§ **What is needed**: Scan each line of the records for the word "TransactionStatus" and extract the ones that have it.

Collected data entries
────────────────────────────────────────
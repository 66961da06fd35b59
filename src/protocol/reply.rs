//! The backend reply parser.
//!
//! A server message is framed as `[code: u8][length: u32][payload]`, the
//! length field counting itself but not the code. The frame is read
//! completely before any payload parsing starts, so a partially consumed
//! message never leaks into the stream; payload parsing then validates
//! end-alignment wherever the format does not explicitly tolerate padding.
use crate::{
    conn::TransactionStatus,
    protocol::{
        parts::{RowDescription, ServerNotice},
        util_sync,
    },
    PgError, PgResult,
};
use byteorder::{BigEndian, ReadBytesExt};
use std::io::Cursor;

// One message from the server, fully parsed.
//
// The closed sum type replaces the code-switched dispatch of typical C
// implementations; adding a code forces every match in the crate to be
// revisited.
#[derive(Debug)]
pub(crate) enum ServerMessage {
    // 'R': authentication challenge; mode 0 is AuthenticationOk.
    Authentication { mode: u32 },
    // 'K': cancellation key data for out-of-band cancel requests.
    BackendKeyData { pid: u32, secret_key: u32 },
    // 'S': run-time parameter broadcast.
    ParameterStatus { key: String, value: String },
    // 'T': metadata of the rows that follow.
    RowDescription(RowDescription),
    // 'D': one result row, kept as the raw payload.
    DataRow(Vec<u8>),
    // 'C': command completion tag.
    CommandComplete(String),
    // 'I': the query string was empty.
    EmptyQueryResponse,
    // 'N': informational notice.
    Notice(ServerNotice),
    // 'E': error; terminates the query, not the session.
    Error(ServerNotice),
    // 'A': asynchronous notification.
    Notification(ServerNotice),
    // 'G': the server expects COPY-in data from the client.
    CopyInResponse { binary: bool },
    // 'H': the server is about to stream COPY-out data.
    CopyOutResponse { binary: bool },
    // 'd': one chunk of COPY-out payload.
    CopyData(Vec<u8>),
    // 'c': end of the COPY-out stream.
    CopyDone,
    // 'Z': the server accepts the next client message.
    ReadyForQuery(TransactionStatus),
}

impl ServerMessage {
    // Reads one framed message from the stream.
    pub fn parse(rdr: &mut dyn std::io::Read) -> PgResult<Self> {
        let code = rdr.read_u8()?;
        let length = rdr.read_u32::<BigEndian>()?;
        if length < 4 {
            return Err(PgError::MalformedFrame(format!(
                "length {length} < 4 in message {:?}",
                char::from(code)
            )));
        }
        let payload = util_sync::parse_bytes(length as usize - 4, rdr)?;
        trace!(
            "ServerMessage::parse(): code {:?} with {} payload bytes",
            char::from(code),
            payload.len()
        );
        Self::from_payload(code, payload)
    }

    // Parses the payload of one message. Truncations inside the payload are
    // reported as framing errors, not as transport errors.
    fn from_payload(code: u8, payload: Vec<u8>) -> PgResult<Self> {
        Self::parse_payload(code, payload).map_err(|e| match e {
            PgError::Io { source } if source.kind() == std::io::ErrorKind::UnexpectedEof => {
                PgError::MalformedFrame(format!(
                    "truncated payload in message {:?}",
                    char::from(code)
                ))
            }
            e => e,
        })
    }

    fn parse_payload(code: u8, payload: Vec<u8>) -> PgResult<Self> {
        let mut rdr = Cursor::new(payload);
        let msg = match code {
            b'R' => {
                // nothing beyond the mode is consumed for AuthenticationOk;
                // other modes carry mode-specific data we never look at
                Self::Authentication {
                    mode: rdr.read_u32::<BigEndian>()?,
                }
            }
            b'K' => {
                let msg = Self::BackendKeyData {
                    pid: rdr.read_u32::<BigEndian>()?,
                    secret_key: rdr.read_u32::<BigEndian>()?,
                };
                ensure_consumed(&rdr, code)?;
                msg
            }
            b'S' => {
                let msg = Self::ParameterStatus {
                    key: util_sync::read_cstring(&mut rdr)?,
                    value: util_sync::read_cstring(&mut rdr)?,
                };
                ensure_consumed(&rdr, code)?;
                msg
            }
            b'T' => {
                let msg = Self::RowDescription(RowDescription::parse(&mut rdr)?);
                ensure_consumed(&rdr, code)?;
                msg
            }
            b'D' => Self::DataRow(rdr.into_inner()),
            b'C' => {
                let msg = Self::CommandComplete(util_sync::read_cstring(&mut rdr)?);
                ensure_consumed(&rdr, code)?;
                msg
            }
            b'I' => {
                ensure_consumed(&rdr, code)?;
                Self::EmptyQueryResponse
            }
            b'N' => Self::Notice(ServerNotice::parse(&mut rdr)?),
            b'E' => Self::Error(ServerNotice::parse(&mut rdr)?),
            b'A' => Self::Notification(ServerNotice::parse(&mut rdr)?),
            b'G' => Self::CopyInResponse {
                binary: parse_copy_response(&mut rdr, code)?,
            },
            b'H' => Self::CopyOutResponse {
                binary: parse_copy_response(&mut rdr, code)?,
            },
            b'd' => Self::CopyData(rdr.into_inner()),
            b'c' => {
                ensure_consumed(&rdr, code)?;
                Self::CopyDone
            }
            b'Z' => {
                let status_byte = rdr.read_u8()?;
                let status = TransactionStatus::from_status_byte(status_byte).ok_or_else(|| {
                    PgError::MalformedFrame(format!(
                        "invalid transaction status {:?}",
                        char::from(status_byte)
                    ))
                })?;
                ensure_consumed(&rdr, code)?;
                Self::ReadyForQuery(status)
            }
            // the payload is already drained; the caller decides whether to
            // keep the session
            other => return Err(PgError::UnknownMessageCode(other)),
        };
        Ok(msg)
    }
}

// The copy responses carry the overall format and one format code per column.
// Only the overall format matters here; the per-column list is validated and
// dropped, since COPY payloads are surfaced as opaque buffers.
fn parse_copy_response(rdr: &mut Cursor<Vec<u8>>, code: u8) -> PgResult<bool> {
    let binary = rdr.read_i8()? != 0;
    let no_of_columns = rdr.read_i16::<BigEndian>()?;
    for _ in 0..no_of_columns {
        rdr.read_i16::<BigEndian>()?;
    }
    ensure_consumed(rdr, code)?;
    Ok(binary)
}

fn ensure_consumed(rdr: &Cursor<Vec<u8>>, code: u8) -> PgResult<()> {
    let len = rdr.get_ref().len() as u64;
    if rdr.position() == len {
        Ok(())
    } else {
        Err(PgError::MalformedFrame(format!(
            "{} unexpected trailing bytes in message {:?}",
            len - rdr.position(),
            char::from(code)
        )))
    }
}

#[cfg(test)]
mod tests {
    use super::ServerMessage;
    use crate::{conn::TransactionStatus, PgError};
    use byteorder::{BigEndian, WriteBytesExt};
    use std::io::Cursor;

    fn frame(code: u8, payload: &[u8]) -> Vec<u8> {
        let mut buf = vec![code];
        buf.write_u32::<BigEndian>(payload.len() as u32 + 4).unwrap();
        buf.extend_from_slice(payload);
        buf
    }

    #[test]
    fn test_frame_roundtrip() {
        // re-emitting the parsed (code, payload) with its header must
        // reproduce the original bytes
        let original = frame(b'D', b"\x00\x01\x00\x00\x00\x011");
        let msg = ServerMessage::parse(&mut Cursor::new(original.clone())).unwrap();
        let ServerMessage::DataRow(payload) = msg else {
            panic!("expected DataRow");
        };
        assert_eq!(frame(b'D', &payload), original);
    }

    #[test]
    fn test_authentication_ok() {
        let msg = ServerMessage::parse(&mut Cursor::new(frame(b'R', &[0, 0, 0, 0]))).unwrap();
        assert!(matches!(msg, ServerMessage::Authentication { mode: 0 }));
    }

    #[test]
    fn test_backend_key_data() {
        let mut payload = Vec::new();
        payload.write_u32::<BigEndian>(17).unwrap();
        payload.write_u32::<BigEndian>(99).unwrap();
        let msg = ServerMessage::parse(&mut Cursor::new(frame(b'K', &payload))).unwrap();
        assert!(matches!(
            msg,
            ServerMessage::BackendKeyData {
                pid: 17,
                secret_key: 99
            }
        ));
    }

    #[test]
    fn test_parameter_status() {
        let msg =
            ServerMessage::parse(&mut Cursor::new(frame(b'S', b"server_version\x0014\x00")))
                .unwrap();
        let ServerMessage::ParameterStatus { key, value } = msg else {
            panic!("expected ParameterStatus");
        };
        assert_eq!(key, "server_version");
        assert_eq!(value, "14");
    }

    #[test]
    fn test_ready_for_query() {
        let msg = ServerMessage::parse(&mut Cursor::new(frame(b'Z', b"I"))).unwrap();
        assert!(matches!(
            msg,
            ServerMessage::ReadyForQuery(TransactionStatus::Idle)
        ));
        let msg = ServerMessage::parse(&mut Cursor::new(frame(b'Z', b"E"))).unwrap();
        assert!(matches!(
            msg,
            ServerMessage::ReadyForQuery(TransactionStatus::Error)
        ));
        assert!(ServerMessage::parse(&mut Cursor::new(frame(b'Z', b"x"))).is_err());
    }

    #[test]
    fn test_copy_in_response() {
        // text format, two columns
        let msg = ServerMessage::parse(&mut Cursor::new(frame(
            b'G',
            &[0, 0, 2, 0, 0, 0, 0],
        )))
        .unwrap();
        assert!(matches!(
            msg,
            ServerMessage::CopyInResponse { binary: false }
        ));
    }

    #[test]
    fn test_length_below_minimum() {
        let err =
            ServerMessage::parse(&mut Cursor::new(vec![b'Z', 0, 0, 0, 3])).unwrap_err();
        assert!(matches!(err, PgError::MalformedFrame(_)));
    }

    #[test]
    fn test_truncated_payload_is_transport_error() {
        // the frame itself is cut short: transport-level error
        let mut bytes = frame(b'K', &[0, 0, 0, 17]);
        bytes.truncate(7);
        let err = ServerMessage::parse(&mut Cursor::new(bytes)).unwrap_err();
        assert!(matches!(err, PgError::Io { .. }));
    }

    #[test]
    fn test_truncated_content_is_framing_error() {
        // the frame is complete but its content is too short
        let err = ServerMessage::parse(&mut Cursor::new(frame(b'K', &[0, 0, 0, 17])))
            .unwrap_err();
        assert!(matches!(err, PgError::MalformedFrame(_)));
    }

    #[test]
    fn test_trailing_garbage_detected() {
        let err = ServerMessage::parse(&mut Cursor::new(frame(b'Z', b"IX"))).unwrap_err();
        assert!(matches!(err, PgError::MalformedFrame(_)));
    }

    #[test]
    fn test_unknown_code() {
        let err = ServerMessage::parse(&mut Cursor::new(frame(b'?', b"abc"))).unwrap_err();
        assert!(matches!(err, PgError::UnknownMessageCode(b'?')));
    }
}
────────────────────────────────────────
§ **Exercise result**:
    conn::TransactionStatus,
    ReadyForQuery(TransactionStatus),
                let status = TransactionStatus::from_status_byte(status_byte).ok_or_else(|| {
    use crate::{conn::TransactionStatus, PgError};
            ServerMessage::ReadyForQuery(TransactionStatus::Idle)
            ServerMessage::ReadyForQuery(TransactionStatus::Error)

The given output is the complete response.